> _What the task requires_:
Count every line below in which "BadRequest" occurs, then give only the count.

> _The data_:
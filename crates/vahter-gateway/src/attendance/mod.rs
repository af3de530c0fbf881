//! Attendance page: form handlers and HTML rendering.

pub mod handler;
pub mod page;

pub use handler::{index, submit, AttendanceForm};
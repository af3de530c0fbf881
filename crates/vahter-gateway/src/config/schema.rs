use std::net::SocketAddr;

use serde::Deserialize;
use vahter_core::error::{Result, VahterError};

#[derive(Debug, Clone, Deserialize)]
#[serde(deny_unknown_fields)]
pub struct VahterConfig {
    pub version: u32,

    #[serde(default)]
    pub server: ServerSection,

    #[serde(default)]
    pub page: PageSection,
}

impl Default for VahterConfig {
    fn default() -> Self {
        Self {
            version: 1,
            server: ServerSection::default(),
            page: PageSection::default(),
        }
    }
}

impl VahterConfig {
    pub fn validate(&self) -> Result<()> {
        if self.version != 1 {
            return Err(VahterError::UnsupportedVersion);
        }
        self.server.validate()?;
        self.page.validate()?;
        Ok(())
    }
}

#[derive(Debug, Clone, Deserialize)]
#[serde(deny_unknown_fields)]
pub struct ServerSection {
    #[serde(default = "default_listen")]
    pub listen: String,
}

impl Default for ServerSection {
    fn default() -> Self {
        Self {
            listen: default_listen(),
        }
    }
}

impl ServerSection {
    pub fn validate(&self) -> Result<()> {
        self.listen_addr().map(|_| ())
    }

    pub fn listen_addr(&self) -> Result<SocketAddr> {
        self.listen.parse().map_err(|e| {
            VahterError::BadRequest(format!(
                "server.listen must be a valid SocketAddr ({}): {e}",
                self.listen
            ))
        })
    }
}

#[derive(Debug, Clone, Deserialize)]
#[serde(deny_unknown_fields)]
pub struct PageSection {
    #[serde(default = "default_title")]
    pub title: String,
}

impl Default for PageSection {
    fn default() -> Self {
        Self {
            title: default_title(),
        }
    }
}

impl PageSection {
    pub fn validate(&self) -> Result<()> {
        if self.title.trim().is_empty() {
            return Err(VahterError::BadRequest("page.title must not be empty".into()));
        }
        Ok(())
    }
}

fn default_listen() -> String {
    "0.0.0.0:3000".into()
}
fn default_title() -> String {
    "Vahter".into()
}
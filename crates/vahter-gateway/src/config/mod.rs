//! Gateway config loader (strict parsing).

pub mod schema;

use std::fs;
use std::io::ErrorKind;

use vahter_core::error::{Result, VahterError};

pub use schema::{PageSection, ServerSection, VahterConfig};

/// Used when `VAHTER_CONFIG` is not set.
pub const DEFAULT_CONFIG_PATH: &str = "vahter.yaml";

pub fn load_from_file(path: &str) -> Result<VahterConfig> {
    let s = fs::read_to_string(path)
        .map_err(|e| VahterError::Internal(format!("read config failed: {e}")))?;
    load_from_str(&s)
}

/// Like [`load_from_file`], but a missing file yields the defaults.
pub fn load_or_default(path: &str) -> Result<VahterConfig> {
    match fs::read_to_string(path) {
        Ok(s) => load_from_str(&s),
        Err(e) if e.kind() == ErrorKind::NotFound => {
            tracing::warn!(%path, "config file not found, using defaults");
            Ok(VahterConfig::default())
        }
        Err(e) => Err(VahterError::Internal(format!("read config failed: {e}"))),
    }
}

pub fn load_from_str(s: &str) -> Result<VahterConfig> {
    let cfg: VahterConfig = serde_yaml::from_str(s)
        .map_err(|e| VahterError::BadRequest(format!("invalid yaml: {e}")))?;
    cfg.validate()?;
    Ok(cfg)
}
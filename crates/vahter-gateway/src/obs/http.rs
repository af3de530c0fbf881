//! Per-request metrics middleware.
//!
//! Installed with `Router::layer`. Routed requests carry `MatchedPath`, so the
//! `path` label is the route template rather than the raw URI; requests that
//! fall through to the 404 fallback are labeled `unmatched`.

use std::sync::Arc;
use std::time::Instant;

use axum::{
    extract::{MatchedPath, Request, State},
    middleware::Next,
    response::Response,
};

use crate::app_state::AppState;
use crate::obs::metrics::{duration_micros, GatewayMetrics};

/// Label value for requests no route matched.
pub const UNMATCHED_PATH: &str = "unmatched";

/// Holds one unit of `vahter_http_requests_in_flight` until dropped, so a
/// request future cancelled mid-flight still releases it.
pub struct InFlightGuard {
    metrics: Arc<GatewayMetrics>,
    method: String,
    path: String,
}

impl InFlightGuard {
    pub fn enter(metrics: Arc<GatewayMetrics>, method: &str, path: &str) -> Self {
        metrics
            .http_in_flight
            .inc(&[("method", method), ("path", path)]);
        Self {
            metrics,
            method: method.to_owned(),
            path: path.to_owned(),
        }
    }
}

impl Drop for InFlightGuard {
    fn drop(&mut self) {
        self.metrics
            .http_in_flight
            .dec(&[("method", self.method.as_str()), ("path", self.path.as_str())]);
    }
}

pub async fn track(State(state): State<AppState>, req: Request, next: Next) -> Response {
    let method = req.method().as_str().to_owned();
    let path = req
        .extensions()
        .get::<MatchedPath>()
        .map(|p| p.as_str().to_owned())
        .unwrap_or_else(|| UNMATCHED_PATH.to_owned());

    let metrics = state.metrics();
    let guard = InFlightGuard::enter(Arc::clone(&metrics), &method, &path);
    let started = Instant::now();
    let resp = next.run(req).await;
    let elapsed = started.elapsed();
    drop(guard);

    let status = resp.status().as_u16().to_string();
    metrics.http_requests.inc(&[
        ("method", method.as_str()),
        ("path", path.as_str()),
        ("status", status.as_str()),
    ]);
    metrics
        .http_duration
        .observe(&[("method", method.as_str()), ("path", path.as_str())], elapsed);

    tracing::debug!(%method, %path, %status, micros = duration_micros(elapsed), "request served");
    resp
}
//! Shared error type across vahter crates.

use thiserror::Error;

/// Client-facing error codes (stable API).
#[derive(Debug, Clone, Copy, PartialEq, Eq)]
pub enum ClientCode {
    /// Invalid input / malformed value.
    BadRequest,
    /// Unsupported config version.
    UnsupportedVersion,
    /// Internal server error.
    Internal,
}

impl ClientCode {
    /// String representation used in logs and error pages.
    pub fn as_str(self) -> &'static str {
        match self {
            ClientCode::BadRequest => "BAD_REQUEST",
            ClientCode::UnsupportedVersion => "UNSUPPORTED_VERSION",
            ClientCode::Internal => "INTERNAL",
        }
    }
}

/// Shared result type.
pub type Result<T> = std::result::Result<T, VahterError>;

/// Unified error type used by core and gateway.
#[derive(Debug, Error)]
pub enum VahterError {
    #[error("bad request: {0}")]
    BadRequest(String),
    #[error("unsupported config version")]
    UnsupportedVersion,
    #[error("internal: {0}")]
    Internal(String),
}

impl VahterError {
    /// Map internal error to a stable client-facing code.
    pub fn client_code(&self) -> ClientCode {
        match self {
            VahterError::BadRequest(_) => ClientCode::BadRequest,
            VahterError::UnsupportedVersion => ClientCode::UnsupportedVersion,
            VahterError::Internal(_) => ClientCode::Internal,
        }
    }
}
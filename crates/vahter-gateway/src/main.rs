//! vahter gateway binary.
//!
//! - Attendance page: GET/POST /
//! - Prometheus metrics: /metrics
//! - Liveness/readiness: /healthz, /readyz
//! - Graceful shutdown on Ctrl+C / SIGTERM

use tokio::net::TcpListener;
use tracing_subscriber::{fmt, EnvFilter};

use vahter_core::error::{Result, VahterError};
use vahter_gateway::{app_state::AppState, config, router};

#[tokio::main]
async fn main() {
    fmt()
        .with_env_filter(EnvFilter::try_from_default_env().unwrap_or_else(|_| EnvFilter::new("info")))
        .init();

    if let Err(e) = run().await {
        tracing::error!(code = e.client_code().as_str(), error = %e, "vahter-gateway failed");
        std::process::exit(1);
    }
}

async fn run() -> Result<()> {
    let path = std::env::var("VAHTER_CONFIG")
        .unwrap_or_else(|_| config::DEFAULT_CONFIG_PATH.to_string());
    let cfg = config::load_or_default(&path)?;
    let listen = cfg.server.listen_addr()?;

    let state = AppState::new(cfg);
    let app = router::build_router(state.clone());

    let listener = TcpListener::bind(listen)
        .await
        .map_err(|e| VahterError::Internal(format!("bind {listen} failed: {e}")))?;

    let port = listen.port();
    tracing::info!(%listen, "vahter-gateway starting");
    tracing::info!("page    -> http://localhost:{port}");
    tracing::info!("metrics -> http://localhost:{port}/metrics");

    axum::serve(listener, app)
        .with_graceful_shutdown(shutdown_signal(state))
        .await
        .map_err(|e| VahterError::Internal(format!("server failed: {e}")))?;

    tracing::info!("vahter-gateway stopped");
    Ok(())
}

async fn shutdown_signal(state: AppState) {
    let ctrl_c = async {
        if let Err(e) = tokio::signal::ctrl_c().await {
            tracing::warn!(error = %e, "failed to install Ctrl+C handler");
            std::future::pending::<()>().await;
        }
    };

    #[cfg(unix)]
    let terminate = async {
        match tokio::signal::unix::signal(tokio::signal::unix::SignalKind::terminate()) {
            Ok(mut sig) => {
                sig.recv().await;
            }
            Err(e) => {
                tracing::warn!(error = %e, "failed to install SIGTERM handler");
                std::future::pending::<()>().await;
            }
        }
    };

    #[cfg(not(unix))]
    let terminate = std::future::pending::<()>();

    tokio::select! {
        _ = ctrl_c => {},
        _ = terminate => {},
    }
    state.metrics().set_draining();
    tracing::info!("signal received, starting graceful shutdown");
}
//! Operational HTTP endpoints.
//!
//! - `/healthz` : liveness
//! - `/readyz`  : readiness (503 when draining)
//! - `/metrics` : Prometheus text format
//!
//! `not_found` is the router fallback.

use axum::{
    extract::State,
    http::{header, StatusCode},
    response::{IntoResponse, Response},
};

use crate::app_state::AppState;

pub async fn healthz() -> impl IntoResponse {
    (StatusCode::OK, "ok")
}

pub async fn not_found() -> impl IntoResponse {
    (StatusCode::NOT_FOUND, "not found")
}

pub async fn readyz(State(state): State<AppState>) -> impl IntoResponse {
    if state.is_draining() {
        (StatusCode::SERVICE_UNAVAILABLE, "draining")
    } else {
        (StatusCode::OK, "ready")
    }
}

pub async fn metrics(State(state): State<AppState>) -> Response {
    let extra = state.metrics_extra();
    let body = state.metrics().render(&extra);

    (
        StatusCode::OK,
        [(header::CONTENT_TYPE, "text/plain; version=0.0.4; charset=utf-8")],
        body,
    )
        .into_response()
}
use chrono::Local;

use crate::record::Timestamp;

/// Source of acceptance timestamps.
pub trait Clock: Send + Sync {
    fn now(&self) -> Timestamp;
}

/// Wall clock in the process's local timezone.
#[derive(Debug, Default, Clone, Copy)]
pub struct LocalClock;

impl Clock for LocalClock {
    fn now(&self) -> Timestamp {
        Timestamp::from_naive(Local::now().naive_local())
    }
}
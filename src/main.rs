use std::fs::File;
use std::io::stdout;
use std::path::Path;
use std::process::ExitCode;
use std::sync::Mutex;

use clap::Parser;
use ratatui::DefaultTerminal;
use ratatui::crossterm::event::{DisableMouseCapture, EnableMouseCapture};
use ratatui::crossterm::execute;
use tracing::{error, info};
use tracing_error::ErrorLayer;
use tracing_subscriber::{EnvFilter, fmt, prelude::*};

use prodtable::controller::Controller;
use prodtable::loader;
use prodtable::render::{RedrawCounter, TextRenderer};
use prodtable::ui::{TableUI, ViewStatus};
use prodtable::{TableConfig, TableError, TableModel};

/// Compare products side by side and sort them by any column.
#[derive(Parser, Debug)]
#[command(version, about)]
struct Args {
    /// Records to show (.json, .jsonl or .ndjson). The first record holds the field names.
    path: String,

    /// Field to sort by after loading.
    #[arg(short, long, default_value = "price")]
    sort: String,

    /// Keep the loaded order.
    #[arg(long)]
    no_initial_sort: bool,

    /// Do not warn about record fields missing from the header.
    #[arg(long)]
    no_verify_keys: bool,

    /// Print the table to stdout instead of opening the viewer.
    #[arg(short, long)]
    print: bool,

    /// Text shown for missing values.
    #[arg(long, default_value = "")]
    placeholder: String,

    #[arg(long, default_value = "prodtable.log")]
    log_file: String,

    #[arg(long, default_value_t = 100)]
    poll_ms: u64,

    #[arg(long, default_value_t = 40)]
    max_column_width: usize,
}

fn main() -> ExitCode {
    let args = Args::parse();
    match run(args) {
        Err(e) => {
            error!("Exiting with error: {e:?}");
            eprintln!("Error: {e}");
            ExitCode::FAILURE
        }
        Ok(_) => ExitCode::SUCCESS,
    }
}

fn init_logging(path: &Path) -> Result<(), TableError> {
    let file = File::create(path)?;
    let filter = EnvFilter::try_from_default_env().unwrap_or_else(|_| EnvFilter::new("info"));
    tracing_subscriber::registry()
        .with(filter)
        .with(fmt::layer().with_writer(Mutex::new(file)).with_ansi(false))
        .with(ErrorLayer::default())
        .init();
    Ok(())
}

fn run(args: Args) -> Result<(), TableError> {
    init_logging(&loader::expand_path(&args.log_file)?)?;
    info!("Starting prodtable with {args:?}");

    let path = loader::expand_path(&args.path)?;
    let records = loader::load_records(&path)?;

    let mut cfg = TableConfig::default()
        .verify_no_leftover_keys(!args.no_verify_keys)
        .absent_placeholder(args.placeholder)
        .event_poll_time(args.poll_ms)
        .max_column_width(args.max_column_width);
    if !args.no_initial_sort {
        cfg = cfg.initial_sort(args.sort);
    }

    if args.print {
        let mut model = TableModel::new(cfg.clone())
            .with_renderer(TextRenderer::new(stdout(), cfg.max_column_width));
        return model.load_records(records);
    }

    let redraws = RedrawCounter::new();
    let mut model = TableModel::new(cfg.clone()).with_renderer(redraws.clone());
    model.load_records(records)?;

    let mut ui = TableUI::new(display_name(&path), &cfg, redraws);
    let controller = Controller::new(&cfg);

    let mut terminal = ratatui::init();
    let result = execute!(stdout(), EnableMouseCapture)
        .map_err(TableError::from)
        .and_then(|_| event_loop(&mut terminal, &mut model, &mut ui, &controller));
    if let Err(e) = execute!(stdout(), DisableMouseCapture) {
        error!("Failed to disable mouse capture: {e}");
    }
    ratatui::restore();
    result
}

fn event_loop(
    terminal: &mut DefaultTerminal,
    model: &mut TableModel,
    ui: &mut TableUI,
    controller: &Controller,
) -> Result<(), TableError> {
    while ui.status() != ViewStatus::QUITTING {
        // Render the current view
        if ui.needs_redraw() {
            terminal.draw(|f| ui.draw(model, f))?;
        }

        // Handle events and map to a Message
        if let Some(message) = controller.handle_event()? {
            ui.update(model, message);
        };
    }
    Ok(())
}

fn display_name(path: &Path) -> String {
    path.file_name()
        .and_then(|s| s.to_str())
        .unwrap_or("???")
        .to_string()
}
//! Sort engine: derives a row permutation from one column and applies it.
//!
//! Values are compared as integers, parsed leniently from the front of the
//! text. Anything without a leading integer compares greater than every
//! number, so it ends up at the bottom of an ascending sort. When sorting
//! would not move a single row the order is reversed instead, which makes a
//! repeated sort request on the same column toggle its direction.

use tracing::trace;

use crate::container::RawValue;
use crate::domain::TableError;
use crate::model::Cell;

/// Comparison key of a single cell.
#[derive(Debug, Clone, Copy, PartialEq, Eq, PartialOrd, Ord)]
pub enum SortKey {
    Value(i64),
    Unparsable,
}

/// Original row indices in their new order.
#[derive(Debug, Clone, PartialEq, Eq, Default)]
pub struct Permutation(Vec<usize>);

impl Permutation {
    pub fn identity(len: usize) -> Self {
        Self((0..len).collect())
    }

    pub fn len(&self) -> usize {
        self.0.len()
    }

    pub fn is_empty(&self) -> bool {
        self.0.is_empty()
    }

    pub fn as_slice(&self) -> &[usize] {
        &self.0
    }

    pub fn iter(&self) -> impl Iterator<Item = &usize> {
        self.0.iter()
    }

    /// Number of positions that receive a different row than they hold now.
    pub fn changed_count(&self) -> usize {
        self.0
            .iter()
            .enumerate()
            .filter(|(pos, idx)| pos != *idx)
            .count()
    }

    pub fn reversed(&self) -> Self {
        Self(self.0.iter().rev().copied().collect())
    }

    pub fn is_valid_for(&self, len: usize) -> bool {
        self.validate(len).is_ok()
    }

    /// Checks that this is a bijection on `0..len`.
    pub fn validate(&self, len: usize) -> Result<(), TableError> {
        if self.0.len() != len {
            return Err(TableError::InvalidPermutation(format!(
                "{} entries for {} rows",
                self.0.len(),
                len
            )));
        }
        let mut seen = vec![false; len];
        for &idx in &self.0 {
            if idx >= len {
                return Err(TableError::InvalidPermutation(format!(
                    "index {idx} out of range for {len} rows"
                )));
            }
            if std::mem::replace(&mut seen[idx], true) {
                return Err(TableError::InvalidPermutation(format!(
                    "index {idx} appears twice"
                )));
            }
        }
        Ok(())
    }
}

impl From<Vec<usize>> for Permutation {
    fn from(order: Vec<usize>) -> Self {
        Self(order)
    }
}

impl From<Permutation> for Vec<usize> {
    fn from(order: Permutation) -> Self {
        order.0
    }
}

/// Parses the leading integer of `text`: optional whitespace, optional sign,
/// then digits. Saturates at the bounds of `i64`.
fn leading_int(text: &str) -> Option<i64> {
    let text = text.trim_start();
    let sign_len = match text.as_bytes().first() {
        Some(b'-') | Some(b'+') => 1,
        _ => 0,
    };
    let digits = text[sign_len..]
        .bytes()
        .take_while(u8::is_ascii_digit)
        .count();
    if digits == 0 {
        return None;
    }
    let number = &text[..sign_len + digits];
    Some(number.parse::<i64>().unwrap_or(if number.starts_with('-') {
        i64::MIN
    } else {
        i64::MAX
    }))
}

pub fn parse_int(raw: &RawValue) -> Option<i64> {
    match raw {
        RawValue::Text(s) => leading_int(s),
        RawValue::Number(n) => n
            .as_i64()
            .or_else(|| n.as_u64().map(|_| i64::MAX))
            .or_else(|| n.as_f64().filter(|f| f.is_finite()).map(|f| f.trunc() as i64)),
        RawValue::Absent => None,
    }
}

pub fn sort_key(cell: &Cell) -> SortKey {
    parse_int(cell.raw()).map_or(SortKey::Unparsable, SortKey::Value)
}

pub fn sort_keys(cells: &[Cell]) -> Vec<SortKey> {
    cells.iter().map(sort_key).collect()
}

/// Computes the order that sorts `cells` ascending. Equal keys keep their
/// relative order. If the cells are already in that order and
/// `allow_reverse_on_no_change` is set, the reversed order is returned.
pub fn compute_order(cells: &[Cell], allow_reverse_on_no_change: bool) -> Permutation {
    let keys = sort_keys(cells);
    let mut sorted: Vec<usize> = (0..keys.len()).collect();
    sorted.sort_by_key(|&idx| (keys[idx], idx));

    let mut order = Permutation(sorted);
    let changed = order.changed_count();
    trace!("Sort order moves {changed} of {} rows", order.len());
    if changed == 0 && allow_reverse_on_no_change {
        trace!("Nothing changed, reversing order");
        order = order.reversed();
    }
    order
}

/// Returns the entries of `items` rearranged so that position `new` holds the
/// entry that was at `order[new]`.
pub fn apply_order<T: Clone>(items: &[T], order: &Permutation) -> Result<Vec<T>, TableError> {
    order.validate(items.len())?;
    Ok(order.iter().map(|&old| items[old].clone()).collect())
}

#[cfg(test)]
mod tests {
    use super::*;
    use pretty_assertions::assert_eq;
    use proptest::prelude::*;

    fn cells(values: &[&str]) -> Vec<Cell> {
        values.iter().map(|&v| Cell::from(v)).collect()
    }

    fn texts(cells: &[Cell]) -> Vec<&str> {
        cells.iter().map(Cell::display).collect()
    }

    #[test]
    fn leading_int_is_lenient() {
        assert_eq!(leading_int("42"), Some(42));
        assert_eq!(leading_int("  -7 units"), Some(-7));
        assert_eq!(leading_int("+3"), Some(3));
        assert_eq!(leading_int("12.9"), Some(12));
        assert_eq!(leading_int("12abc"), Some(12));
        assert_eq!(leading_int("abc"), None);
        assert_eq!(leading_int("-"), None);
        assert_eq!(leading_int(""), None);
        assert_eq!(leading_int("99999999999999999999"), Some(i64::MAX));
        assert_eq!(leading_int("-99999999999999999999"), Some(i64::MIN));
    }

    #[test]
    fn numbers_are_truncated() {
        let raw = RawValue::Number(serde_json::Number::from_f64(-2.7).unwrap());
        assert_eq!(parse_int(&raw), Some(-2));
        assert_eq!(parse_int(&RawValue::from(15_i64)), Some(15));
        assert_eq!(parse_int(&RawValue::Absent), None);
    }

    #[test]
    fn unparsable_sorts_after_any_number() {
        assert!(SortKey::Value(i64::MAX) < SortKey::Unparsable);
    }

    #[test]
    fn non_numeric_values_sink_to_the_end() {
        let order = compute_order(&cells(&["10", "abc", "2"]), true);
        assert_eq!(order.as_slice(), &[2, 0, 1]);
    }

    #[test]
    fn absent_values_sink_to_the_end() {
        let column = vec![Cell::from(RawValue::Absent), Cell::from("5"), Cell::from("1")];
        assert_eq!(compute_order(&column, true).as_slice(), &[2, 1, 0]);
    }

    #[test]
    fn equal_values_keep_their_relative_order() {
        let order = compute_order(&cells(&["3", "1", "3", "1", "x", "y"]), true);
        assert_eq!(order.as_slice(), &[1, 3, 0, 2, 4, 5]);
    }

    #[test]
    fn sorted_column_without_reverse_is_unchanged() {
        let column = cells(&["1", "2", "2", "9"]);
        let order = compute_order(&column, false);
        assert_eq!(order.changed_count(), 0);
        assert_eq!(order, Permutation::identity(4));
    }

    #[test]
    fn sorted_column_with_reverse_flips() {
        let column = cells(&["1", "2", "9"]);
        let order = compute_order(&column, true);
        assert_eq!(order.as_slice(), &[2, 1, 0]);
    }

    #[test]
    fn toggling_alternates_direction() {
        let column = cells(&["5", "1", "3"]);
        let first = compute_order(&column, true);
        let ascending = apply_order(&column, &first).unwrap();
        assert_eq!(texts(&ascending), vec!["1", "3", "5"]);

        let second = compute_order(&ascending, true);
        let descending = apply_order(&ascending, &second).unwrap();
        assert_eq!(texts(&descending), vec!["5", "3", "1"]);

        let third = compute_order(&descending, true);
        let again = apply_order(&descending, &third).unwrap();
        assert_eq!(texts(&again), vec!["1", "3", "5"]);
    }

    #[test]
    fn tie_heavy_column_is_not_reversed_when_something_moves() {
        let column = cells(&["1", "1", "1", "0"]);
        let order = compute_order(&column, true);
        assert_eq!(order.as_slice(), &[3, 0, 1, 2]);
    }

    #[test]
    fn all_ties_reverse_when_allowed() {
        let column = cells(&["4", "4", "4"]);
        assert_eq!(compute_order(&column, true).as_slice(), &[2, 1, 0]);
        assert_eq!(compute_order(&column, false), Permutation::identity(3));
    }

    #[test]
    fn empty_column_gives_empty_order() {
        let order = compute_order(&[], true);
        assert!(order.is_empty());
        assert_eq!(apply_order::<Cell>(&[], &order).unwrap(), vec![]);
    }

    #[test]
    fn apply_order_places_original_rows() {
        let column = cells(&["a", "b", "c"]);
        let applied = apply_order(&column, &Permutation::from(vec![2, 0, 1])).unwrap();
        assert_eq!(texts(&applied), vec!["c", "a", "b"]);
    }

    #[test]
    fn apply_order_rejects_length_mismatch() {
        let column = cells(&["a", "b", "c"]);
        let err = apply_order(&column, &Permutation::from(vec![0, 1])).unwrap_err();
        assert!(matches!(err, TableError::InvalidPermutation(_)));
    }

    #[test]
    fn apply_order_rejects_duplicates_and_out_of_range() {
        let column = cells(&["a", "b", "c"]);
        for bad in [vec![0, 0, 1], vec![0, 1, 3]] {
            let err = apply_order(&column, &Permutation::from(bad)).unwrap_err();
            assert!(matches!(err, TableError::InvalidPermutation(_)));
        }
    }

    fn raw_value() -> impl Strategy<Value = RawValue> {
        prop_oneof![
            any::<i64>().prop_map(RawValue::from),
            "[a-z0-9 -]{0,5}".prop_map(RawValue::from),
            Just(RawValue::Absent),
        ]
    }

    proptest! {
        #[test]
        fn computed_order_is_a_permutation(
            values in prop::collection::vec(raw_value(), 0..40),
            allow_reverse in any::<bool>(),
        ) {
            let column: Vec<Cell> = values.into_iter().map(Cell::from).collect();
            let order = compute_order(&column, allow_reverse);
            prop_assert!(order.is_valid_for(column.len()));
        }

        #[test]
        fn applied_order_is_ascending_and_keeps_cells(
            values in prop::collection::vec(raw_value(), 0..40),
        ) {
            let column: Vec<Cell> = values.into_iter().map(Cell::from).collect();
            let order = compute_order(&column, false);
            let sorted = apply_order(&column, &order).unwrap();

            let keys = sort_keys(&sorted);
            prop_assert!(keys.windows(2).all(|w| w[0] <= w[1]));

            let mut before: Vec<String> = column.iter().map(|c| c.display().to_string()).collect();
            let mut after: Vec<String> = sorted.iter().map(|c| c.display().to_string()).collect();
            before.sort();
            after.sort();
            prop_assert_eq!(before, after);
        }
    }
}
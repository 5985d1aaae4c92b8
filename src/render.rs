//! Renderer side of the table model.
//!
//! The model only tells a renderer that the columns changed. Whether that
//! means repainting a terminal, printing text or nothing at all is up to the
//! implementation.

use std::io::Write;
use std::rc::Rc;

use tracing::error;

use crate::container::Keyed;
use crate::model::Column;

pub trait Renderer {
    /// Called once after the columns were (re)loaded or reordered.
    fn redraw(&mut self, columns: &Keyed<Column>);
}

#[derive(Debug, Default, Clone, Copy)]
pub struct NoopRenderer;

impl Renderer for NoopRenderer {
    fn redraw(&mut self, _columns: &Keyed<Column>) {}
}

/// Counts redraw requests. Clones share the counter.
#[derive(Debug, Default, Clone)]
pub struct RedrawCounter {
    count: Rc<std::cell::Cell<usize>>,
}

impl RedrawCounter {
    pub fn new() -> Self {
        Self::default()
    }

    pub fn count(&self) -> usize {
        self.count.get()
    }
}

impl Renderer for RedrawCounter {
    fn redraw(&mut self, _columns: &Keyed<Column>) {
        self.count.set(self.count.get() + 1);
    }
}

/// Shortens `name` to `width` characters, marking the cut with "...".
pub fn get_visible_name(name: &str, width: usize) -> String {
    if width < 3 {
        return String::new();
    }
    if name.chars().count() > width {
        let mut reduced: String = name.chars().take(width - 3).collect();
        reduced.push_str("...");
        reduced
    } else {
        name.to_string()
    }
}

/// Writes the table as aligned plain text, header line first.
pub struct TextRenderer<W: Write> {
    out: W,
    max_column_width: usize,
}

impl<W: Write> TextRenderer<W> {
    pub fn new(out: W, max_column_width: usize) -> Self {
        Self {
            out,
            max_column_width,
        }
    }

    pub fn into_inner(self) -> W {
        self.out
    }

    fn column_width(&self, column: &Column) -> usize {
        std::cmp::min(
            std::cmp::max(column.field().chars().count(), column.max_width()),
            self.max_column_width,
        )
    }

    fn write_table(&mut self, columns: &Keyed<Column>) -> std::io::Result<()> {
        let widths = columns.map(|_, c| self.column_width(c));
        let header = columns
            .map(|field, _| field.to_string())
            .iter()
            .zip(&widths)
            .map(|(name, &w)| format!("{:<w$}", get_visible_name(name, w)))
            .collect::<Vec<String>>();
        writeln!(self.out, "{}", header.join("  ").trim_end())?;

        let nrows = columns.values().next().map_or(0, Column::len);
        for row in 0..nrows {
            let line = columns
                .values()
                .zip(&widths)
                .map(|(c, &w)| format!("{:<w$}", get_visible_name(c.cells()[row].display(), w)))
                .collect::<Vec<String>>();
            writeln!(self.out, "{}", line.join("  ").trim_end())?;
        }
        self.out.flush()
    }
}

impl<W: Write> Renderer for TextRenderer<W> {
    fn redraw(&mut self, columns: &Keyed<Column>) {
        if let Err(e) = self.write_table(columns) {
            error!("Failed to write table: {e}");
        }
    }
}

> _Task result_:
7